Em 1989, é lançado um de seus discos mais marcantes: Like A Prayer. Sendo puxado pela misteriosa canção-título, na qual a cantora confunde o ouvinte se está falando sobre o êxtase espiritual ou a sensação do orgasmo (ou ambos), Madonna sinaliza aqui para suas próprias confissões. Nascida e criada numa família católica e conservadora, e tendo perdido sua mãe quando tinha somente cinco anos, havia aí questões e temores que começaram a ser explicitados nas 11 canções componentes de Prayer. Desde a melancólica Promise To Try, na qual disseca a saudade que sente da presença materna, até a contundente Express Yourself, hino de autoafirmação feminina e gay (honrosamente um dos maiores públicos de Madge), Madonna já demonstrava maturidade artística e finalmente estava se usando das canções para expurgar seus próprios demônios... O próximo passo, enfim, seria expurgar aqueles que povoam a sociedade.

Logo após o estrondoso sucesso de Vogue, seu maior hit, e da Blond Ambition Tour (1990), de onde saíram performances inesquecíveis, como a de Like A Virgin, Madonna estava pronta para assumir riscos ainda maiores, e tratar à exaustão um dos temas mais espinhosos ao ser humano (ainda que lhe seja completamente natural): o SEXO. Erotica foi lançado em 1992, e mesmo com muitos pensando ser este só um disco com canções explícitas, ele na verdade vai fundo nas nuances mais diversas da sexualidade humana.

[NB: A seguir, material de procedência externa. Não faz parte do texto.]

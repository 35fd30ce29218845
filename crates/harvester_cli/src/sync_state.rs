//! Last-sync bookkeeping between harvest runs.
use std::fs;
use std::path::{Path, PathBuf};

use chrono::{DateTime, Utc};
use engine_logging::{engine_info, engine_warn};
use harvester_core::{HarvestReport, StopReason};
use harvester_engine::{AtomicFileWriter, PersistError};
use serde::{Deserialize, Serialize};

pub(crate) const STATE_FILENAME: &str = ".harvester_state.ron";

#[derive(Debug, Clone, PartialEq, Eq, Serialize, Deserialize, Default)]
pub(crate) struct SyncState {
    pub last_sync: Option<DateTime<Utc>>,
}

pub(crate) fn load_sync_state(dir: &Path) -> SyncState {
    let path = dir.join(STATE_FILENAME);
    let content = match fs::read_to_string(&path) {
        Ok(text) => text,
        Err(err) if err.kind() == std::io::ErrorKind::NotFound => return SyncState::default(),
        Err(err) => {
            engine_warn!("Failed to read sync state from {:?}: {}", path, err);
            return SyncState::default();
        }
    };
    match ron::from_str(&content) {
        Ok(state) => {
            engine_info!("Loaded sync state from {:?}", path);
            state
        }
        Err(err) => {
            engine_warn!("Failed to parse sync state from {:?}: {}", path, err);
            SyncState::default()
        }
    }
}

pub(crate) fn save_sync_state(dir: &Path, state: &SyncState) -> Result<PathBuf, PersistError> {
    let content = ron::ser::to_string_pretty(state, ron::ser::PrettyConfig::new())
        .map_err(|err| PersistError::Serialize {
            what: "sync state".to_string(),
            message: err.to_string(),
        })?;
    AtomicFileWriter::new(dir.to_path_buf()).write(STATE_FILENAME, &content)
}

/// The cutoff the next run may use, or `None` to keep the current one.
///
/// Only a scan that walked the feed down to known ground without losing
/// items may move the cutoff forward.
pub(crate) fn next_cutoff(report: &HarvestReport) -> Option<DateTime<Utc>> {
    let complete = matches!(
        report.stop_reason,
        StopReason::CutoffReached | StopReason::EmptyFeed
    );
    if !complete || !report.failures.is_empty() {
        return None;
    }
    report.files.iter().map(|file| file.updated_at).max()
}
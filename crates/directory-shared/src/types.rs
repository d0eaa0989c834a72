use serde::{Deserialize, Serialize};

use crate::constants::MAP_ZOOM;
use crate::interests::{join_interests, normalize_interests};

// Profile identity, assigned by the store and never reused
#[derive(Debug, Clone, Copy, Serialize, Deserialize, PartialEq, Eq, Hash, PartialOrd, Ord)]
#[serde(transparent)]
pub struct ProfileId(pub u64);

impl ProfileId {
    pub fn get(self) -> u64 {
        self.0
    }
}

impl std::fmt::Display for ProfileId {
    fn fmt(&self, f: &mut std::fmt::Formatter<'_>) -> std::fmt::Result {
        write!(f, "{}", self.0)
    }
}

/// A latitude/longitude pair in decimal degrees.
#[derive(Debug, Clone, Copy, Serialize, Deserialize, PartialEq, Default)]
pub struct Coordinates {
    pub lat: f64,
    pub lng: f64,
}

impl Coordinates {
    /// Fallback position recorded when an address could not be geocoded.
    pub const SENTINEL: Coordinates = Coordinates { lat: 0.0, lng: 0.0 };

    pub fn new(lat: f64, lng: f64) -> Self {
        Self { lat, lng }
    }

    pub fn is_sentinel(&self) -> bool {
        *self == Self::SENTINEL
    }
}

impl std::fmt::Display for Coordinates {
    fn fmt(&self, f: &mut std::fmt::Formatter<'_>) -> std::fmt::Result {
        write!(f, "{}, {}", self.lat, self.lng)
    }
}

/// One directory entry.
#[derive(Debug, Clone, Serialize, Deserialize, PartialEq)]
#[serde(rename_all = "camelCase")]
pub struct Profile {
    pub id: ProfileId,
    pub name: String,
    /// Role or title.
    pub description: String,
    /// Free-text postal address, the geocoding input.
    pub address: String,
    /// Derived from `address`; [`Coordinates::SENTINEL`] when geocoding failed.
    pub coordinates: Coordinates,
    pub interests: Vec<String>,
    pub email: String,
    pub phone: String,
}

impl Profile {
    /// Build a full record from submitted form fields and resolved coordinates.
    pub fn from_draft(id: ProfileId, draft: ProfileDraft, coordinates: Coordinates) -> Self {
        Self {
            id,
            interests: normalize_interests(&draft.interests),
            name: draft.name,
            description: draft.description,
            address: draft.address,
            coordinates,
            email: draft.email,
            phone: draft.phone,
        }
    }

    pub fn map_pin(&self) -> MapPin {
        MapPin {
            position: self.coordinates,
            title: self.name.clone(),
            address: self.address.clone(),
            zoom: MAP_ZOOM,
        }
    }
}

/// Form state for a profile being created or edited.
///
/// Every field is raw text as typed; `interests` is comma-separated.
#[derive(Debug, Clone, Serialize, Deserialize, PartialEq, Eq, Default)]
#[serde(rename_all = "camelCase", default)]
pub struct ProfileDraft {
    pub name: String,
    pub description: String,
    pub address: String,
    pub interests: String,
    pub email: String,
    pub phone: String,
}

impl ProfileDraft {
    pub fn is_empty(&self) -> bool {
        *self == Self::default()
    }

    /// Set a field by its form input name.  Returns `false` for unknown names.
    pub fn set_field(&mut self, field: &str, value: String) -> bool {
        let slot = match field {
            "name" => &mut self.name,
            "description" => &mut self.description,
            "address" => &mut self.address,
            "interests" => &mut self.interests,
            "email" => &mut self.email,
            "phone" => &mut self.phone,
            _ => return false,
        };
        *slot = value;
        true
    }
}

impl From<&Profile> for ProfileDraft {
    fn from(profile: &Profile) -> Self {
        Self {
            name: profile.name.clone(),
            description: profile.description.clone(),
            address: profile.address.clone(),
            interests: join_interests(&profile.interests),
            email: profile.email.clone(),
            phone: profile.phone.clone(),
        }
    }
}

/// What the map widget needs to place a marker.
#[derive(Debug, Clone, Serialize, Deserialize, PartialEq)]
#[serde(rename_all = "camelCase")]
pub struct MapPin {
    pub position: Coordinates,
    pub title: String,
    pub address: String,
    pub zoom: u8,
}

Além do sadomasoquismo da faixa-título, são tratadas neste disco questão como submissão sentimental (Bye Bye Baby, Waiting), vazio existencial (Bad Girl), falhas de comunicação (Words) e até amor, do tipo mais gentil (Rain). Coube espaço também para um relato melancólico em honra de dois grandes amigos mortos por AIDS, na canção In This Life, bem como um hino pela liberdade, Why's It So Hard. Infelizmente, o álbum foi subestimado e ofuscado pelo lançamento do Sex Book, um livro no qual a intérprete M se mostra em situações extremamente lascivas e até pornográficas, mas com uma razão além da dita autopromoção: Madonna sempre explicitou durante toda a divulgação de ambos projetos que seu objetivo era questionar tabus, e fazer com que as pessoas repensem o porquê de tudo aquilo ser considerado "sujo e vulgar", se todos fazemos ou pelo menos pensamos em sexo, vez ou outra, vez em sempre. Mesmo que sua imagem tenha sido ferida aos olhos de muitos norteamericanos, a cantora organizou uma tour riquíssima em significados e arte, The Girlie Show, que visitou vários países, inclusive o Brasil, em meados de 1993.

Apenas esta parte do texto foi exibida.